Lines in the entries below where the word "settings" shows up should each be copied.
── DATA EXTRACT
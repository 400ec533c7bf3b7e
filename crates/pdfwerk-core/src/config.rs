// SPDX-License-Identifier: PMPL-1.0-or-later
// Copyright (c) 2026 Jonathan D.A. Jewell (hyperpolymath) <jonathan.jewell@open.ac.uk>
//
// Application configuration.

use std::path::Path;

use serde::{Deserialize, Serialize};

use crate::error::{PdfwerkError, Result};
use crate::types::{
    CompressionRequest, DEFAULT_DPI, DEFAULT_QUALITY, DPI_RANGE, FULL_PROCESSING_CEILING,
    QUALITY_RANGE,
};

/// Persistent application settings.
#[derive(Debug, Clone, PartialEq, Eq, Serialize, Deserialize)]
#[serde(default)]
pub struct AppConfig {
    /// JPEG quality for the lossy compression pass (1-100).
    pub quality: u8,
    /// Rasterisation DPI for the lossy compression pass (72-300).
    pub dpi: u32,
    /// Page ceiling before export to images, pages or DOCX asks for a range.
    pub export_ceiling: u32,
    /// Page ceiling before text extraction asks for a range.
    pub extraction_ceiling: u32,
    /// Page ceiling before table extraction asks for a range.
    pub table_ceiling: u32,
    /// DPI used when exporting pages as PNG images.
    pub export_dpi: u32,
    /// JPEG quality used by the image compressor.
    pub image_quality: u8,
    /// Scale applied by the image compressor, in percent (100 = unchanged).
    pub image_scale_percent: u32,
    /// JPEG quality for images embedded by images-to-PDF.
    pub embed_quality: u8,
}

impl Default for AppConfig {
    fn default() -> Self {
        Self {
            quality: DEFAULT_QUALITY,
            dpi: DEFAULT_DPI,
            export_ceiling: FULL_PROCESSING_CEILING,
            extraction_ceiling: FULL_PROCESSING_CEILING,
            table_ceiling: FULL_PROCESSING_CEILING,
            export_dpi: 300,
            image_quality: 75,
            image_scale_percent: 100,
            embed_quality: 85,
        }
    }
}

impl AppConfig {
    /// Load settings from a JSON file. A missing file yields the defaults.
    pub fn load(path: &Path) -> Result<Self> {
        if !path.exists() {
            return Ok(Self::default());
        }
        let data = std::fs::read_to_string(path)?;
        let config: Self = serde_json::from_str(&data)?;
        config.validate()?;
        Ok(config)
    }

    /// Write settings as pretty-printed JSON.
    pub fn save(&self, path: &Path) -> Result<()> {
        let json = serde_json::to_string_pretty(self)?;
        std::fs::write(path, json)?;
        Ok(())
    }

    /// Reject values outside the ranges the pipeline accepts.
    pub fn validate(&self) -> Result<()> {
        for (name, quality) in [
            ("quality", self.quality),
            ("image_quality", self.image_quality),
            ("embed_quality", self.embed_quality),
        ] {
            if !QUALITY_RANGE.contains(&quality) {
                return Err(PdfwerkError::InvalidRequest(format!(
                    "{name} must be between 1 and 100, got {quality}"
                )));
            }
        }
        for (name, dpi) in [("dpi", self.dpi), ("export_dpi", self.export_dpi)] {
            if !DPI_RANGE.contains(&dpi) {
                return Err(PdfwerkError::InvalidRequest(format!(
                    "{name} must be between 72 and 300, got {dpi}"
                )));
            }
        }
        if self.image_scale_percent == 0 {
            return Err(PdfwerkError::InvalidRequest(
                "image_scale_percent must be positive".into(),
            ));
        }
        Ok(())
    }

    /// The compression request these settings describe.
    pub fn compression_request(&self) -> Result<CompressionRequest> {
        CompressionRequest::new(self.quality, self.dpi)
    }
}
────
SOLUTION FOR THIS TASK:
/// Persistent application settings.
    /// Load settings from a JSON file. A missing file yields the defaults.
    /// Write settings as pretty-printed JSON.
    /// The compression request these settings describe.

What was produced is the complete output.